Basically, we set up reviews of away rotations as part of a med student site. Away rotations are 2-4 week "auditions" at hospital you're interested in going to. The dean wanted this feedback as a way to provide useful information to underclassmen trying to set up their own away rotations. With hundreds of hospitals to choose from, and extremely limited information in advance (often only the website or personal exposure to that city), it's kind of a crap shoot.
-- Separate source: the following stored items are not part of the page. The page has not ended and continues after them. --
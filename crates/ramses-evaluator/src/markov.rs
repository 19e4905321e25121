//! Discrete-time absorbing Markov chains with state rewards.
//!
//! The expected cumulative reward until absorption satisfies
//! `(I − Q)·x = r` over the transient states, where `Q` is the
//! transient-to-transient block of the transition matrix. The system is
//! solved by Gaussian elimination with partial pivoting; a singular
//! matrix means some transient state never reaches absorption.

use crate::error::{EvalError, EvalResult};

const PROBABILITY_TOLERANCE: f64 = 1e-9;
const PIVOT_TOLERANCE: f64 = 1e-12;

/// A finite chain. A state is absorbing when it loops to itself with
/// probability one.
#[derive(Debug, Clone, PartialEq)]
pub struct AbsorbingChain {
    transitions: Vec<Vec<f64>>,
    rewards: Vec<f64>,
}

impl AbsorbingChain {
    pub fn new(states: usize) -> Self {
        Self {
            transitions: vec![vec![0.0; states]; states],
            rewards: vec![0.0; states],
        }
    }

    pub fn states(&self) -> usize {
        self.rewards.len()
    }

    /// Add `probability` to the `from → to` transition.
    pub fn add_transition(&mut self, from: usize, to: usize, probability: f64) {
        self.transitions[from][to] += probability;
    }

    pub fn set_reward(&mut self, state: usize, reward: f64) {
        self.rewards[state] = reward;
    }

    pub fn is_absorbing(&self, state: usize) -> bool {
        (self.transitions[state][state] - 1.0).abs() <= PROBABILITY_TOLERANCE
    }

    /// Check that every row is a probability distribution.
    pub fn validate(&self) -> EvalResult<()> {
        for (state, row) in self.transitions.iter().enumerate() {
            let out_of_range =
                |p: &&f64| !p.is_finite() || **p < -PROBABILITY_TOLERANCE || **p > 1.0 + PROBABILITY_TOLERANCE;
            if let Some(p) = row.iter().find(out_of_range) {
                return Err(EvalError::InvalidProbability {
                    state,
                    reason: format!("probability {p} outside [0, 1]"),
                });
            }
            let total: f64 = row.iter().sum();
            if (total - 1.0).abs() > PROBABILITY_TOLERANCE {
                return Err(EvalError::InvalidProbability {
                    state,
                    reason: format!("outgoing probabilities sum to {total}"),
                });
            }
        }
        Ok(())
    }

    /// Expected reward accumulated from `initial` until absorption.
    pub fn expected_reward(&self, initial: usize) -> EvalResult<f64> {
        self.validate()?;
        if self.is_absorbing(initial) {
            return Ok(0.0);
        }

        let transient: Vec<usize> = (0..self.states()).filter(|s| !self.is_absorbing(*s)).collect();
        let n = transient.len();

        // Augmented matrix [I − Q | r].
        let mut a = vec![vec![0.0; n + 1]; n];
        for (i, &si) in transient.iter().enumerate() {
            for (j, &sj) in transient.iter().enumerate() {
                let identity = if i == j { 1.0 } else { 0.0 };
                a[i][j] = identity - self.transitions[si][sj];
            }
            a[i][n] = self.rewards[si];
        }

        for col in 0..n {
            let pivot = (col..n)
                .max_by(|x, y| a[*x][col].abs().total_cmp(&a[*y][col].abs()))
                .unwrap_or(col);
            if a[pivot][col].abs() < PIVOT_TOLERANCE {
                return Err(EvalError::NotAbsorbing);
            }
            a.swap(col, pivot);
            let pivot_row = a[col].clone();
            for (row, values) in a.iter_mut().enumerate() {
                if row == col {
                    continue;
                }
                let factor = values[col] / pivot_row[col];
                if factor != 0.0 {
                    for k in col..=n {
                        values[k] -= factor * pivot_row[k];
                    }
                }
            }
        }

        let index = transient
            .iter()
            .position(|s| *s == initial)
            .ok_or(EvalError::NotAbsorbing)?;
        let value = a[index][n] / a[index][index];
        if !value.is_finite() {
            return Err(EvalError::NotAbsorbing);
        }
        Ok(value)
    }
}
So, to get high quality feedback, we went with locked down access and real names, so the reviews would carry social value. Problem is, even minimal clicks and monthly reminders, my classmates admit, in their words "I'm just too lazy".<p>How do would you reward something like this? Anyone have experience with something similar?
======
dmolnar
So the problem is that the people on the rotations are too lazy to fill out
the review forms? The problem is not that they are afraid the reviews will
bite them later?

If so, sounds like you could try offering rewards of some type. What I've seen
in the past is a raffle for an iPod or similar, you must enter a review to
win.

Also, if the dean is really serious about wanting this feedback, then he or
she could require filling out reviews as part of a successful away rotation.
Suggest keeping this as a last resort, since it could lead people to resent
your project. Plus then people will do the bare minimum review.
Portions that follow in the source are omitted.